ABOUT THIS EXERCISE → Below are records; report how many of their lines contain the word "route", giving only the number.

RECORDED INFORMATION →
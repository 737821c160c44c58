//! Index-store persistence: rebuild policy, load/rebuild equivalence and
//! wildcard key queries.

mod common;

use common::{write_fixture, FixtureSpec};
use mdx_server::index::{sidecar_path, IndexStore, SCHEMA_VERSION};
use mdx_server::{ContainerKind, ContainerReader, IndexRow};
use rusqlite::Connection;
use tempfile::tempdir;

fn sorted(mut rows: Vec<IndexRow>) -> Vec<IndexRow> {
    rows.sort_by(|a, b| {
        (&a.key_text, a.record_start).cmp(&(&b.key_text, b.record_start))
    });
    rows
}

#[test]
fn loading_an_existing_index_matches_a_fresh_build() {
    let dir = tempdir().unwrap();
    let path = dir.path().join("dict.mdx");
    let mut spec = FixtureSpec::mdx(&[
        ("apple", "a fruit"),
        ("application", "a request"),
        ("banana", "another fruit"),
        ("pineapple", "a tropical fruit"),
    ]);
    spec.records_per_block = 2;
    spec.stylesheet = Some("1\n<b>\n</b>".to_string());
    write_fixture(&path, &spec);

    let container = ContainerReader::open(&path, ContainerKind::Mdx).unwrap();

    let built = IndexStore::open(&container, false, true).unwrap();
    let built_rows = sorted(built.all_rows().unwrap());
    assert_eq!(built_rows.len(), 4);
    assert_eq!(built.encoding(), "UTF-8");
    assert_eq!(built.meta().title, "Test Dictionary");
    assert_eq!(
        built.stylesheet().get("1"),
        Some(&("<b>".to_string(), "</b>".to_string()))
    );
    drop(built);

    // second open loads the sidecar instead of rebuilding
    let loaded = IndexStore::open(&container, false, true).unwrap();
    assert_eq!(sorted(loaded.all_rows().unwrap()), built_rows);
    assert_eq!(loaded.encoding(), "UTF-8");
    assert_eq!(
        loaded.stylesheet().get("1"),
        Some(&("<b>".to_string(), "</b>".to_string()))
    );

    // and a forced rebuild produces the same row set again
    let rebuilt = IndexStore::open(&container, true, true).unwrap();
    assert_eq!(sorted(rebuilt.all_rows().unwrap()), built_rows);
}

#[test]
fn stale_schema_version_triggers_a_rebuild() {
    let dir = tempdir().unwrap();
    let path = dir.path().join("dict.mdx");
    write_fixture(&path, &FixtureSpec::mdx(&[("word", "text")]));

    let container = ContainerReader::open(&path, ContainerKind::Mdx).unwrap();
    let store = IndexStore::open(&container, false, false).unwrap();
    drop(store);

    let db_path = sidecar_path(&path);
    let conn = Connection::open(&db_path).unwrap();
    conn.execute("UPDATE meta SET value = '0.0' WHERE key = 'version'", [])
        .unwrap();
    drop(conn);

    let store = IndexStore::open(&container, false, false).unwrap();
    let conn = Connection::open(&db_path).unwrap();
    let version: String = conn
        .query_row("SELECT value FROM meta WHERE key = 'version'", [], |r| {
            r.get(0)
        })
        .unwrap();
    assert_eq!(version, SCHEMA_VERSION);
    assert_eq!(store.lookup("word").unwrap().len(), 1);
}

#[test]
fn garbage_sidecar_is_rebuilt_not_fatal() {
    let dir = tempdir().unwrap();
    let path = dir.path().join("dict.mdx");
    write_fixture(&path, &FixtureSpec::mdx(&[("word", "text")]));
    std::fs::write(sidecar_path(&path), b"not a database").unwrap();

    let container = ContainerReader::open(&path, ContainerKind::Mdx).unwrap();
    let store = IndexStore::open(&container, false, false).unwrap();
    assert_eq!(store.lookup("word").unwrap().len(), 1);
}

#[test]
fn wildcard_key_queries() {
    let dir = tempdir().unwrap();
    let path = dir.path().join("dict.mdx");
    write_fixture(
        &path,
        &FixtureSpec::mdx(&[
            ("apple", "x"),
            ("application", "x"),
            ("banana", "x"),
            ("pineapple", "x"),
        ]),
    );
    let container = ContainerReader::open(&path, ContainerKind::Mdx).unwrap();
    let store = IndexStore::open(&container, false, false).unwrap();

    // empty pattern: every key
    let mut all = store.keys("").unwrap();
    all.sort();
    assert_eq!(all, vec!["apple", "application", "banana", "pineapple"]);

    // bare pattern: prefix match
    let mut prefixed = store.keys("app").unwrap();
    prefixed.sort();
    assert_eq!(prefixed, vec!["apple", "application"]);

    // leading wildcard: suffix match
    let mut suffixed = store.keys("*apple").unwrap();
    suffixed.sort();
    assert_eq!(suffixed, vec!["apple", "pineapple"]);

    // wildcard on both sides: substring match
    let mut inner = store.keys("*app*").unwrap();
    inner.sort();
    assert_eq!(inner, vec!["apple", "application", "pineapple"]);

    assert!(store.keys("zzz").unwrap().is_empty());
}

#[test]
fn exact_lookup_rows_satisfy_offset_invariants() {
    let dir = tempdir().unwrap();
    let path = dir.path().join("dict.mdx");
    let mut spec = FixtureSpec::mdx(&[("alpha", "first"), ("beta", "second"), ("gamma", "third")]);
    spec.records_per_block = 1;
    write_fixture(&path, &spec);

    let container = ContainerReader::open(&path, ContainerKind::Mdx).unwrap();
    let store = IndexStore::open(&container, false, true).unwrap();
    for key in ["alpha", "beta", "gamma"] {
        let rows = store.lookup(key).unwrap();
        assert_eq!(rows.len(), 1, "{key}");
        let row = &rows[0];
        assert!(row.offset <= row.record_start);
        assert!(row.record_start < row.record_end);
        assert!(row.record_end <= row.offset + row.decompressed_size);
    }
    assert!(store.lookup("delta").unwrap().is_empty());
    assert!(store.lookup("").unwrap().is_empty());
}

* * *

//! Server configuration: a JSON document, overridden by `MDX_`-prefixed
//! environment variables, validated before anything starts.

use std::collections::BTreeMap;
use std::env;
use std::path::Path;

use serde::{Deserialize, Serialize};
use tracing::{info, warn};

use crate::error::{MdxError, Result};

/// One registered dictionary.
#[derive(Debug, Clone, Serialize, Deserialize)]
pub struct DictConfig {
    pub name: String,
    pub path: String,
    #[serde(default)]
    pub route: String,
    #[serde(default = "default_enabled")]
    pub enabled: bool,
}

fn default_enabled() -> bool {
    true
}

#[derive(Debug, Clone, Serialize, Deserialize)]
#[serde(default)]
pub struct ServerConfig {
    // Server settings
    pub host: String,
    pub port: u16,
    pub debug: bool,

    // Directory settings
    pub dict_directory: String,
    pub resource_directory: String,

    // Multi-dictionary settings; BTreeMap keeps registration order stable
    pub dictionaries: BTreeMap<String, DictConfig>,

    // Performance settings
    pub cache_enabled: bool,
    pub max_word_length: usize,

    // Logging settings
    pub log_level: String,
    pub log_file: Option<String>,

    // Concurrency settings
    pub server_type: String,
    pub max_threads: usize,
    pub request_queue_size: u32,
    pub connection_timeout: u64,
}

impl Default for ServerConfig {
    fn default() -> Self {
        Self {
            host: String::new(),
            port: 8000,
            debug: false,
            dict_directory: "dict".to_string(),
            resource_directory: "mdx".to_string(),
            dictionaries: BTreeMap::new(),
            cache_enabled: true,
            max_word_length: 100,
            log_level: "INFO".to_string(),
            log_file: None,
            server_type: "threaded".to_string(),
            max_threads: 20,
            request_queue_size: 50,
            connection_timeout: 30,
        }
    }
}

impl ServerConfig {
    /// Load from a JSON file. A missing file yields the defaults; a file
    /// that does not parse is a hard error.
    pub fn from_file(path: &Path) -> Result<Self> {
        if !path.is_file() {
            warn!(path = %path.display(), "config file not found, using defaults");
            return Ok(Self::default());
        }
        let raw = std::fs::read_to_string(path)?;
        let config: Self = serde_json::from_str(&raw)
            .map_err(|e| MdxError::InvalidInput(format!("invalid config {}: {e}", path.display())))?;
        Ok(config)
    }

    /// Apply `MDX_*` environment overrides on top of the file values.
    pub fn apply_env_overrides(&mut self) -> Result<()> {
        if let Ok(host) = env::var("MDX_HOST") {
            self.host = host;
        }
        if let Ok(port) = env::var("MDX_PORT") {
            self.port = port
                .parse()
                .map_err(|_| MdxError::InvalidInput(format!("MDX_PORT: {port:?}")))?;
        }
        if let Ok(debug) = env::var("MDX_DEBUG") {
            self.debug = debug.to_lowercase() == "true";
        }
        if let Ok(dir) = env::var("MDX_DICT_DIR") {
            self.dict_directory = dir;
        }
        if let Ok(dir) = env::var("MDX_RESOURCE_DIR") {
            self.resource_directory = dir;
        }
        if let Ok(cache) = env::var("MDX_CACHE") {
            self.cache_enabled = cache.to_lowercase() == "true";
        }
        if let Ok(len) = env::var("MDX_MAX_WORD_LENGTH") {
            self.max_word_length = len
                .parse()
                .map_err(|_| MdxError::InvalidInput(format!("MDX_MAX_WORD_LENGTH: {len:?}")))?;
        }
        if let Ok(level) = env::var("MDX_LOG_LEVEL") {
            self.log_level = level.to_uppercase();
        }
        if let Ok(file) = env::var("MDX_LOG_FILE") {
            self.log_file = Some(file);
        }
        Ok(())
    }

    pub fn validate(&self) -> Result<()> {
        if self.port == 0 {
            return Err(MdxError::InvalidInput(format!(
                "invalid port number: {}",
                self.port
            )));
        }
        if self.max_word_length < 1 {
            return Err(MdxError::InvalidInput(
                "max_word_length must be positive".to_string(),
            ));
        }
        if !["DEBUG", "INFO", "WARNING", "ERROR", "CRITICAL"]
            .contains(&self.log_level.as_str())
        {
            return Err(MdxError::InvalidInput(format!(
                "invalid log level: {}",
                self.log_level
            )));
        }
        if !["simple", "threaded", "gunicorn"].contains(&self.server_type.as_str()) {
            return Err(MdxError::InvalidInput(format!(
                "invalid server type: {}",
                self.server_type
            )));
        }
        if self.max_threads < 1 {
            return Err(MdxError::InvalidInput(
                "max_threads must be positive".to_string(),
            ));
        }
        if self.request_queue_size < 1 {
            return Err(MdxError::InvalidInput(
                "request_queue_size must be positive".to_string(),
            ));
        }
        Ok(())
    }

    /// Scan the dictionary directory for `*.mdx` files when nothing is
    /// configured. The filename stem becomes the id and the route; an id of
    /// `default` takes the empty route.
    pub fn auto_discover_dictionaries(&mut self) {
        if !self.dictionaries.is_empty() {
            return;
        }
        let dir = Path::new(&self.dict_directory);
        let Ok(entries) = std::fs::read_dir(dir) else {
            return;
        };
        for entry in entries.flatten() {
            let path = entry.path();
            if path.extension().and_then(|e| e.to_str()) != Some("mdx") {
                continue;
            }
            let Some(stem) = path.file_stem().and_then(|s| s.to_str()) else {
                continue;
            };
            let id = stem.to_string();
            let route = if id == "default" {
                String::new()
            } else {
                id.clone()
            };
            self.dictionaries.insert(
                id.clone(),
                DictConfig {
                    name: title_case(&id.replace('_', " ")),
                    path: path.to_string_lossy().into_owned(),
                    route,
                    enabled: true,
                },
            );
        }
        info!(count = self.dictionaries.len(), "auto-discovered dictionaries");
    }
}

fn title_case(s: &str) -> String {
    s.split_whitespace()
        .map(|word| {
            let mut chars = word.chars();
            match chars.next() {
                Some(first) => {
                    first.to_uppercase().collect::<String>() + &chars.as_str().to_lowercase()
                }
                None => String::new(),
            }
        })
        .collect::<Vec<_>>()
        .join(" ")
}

SOLUTION TO THIS EXERCISE → 5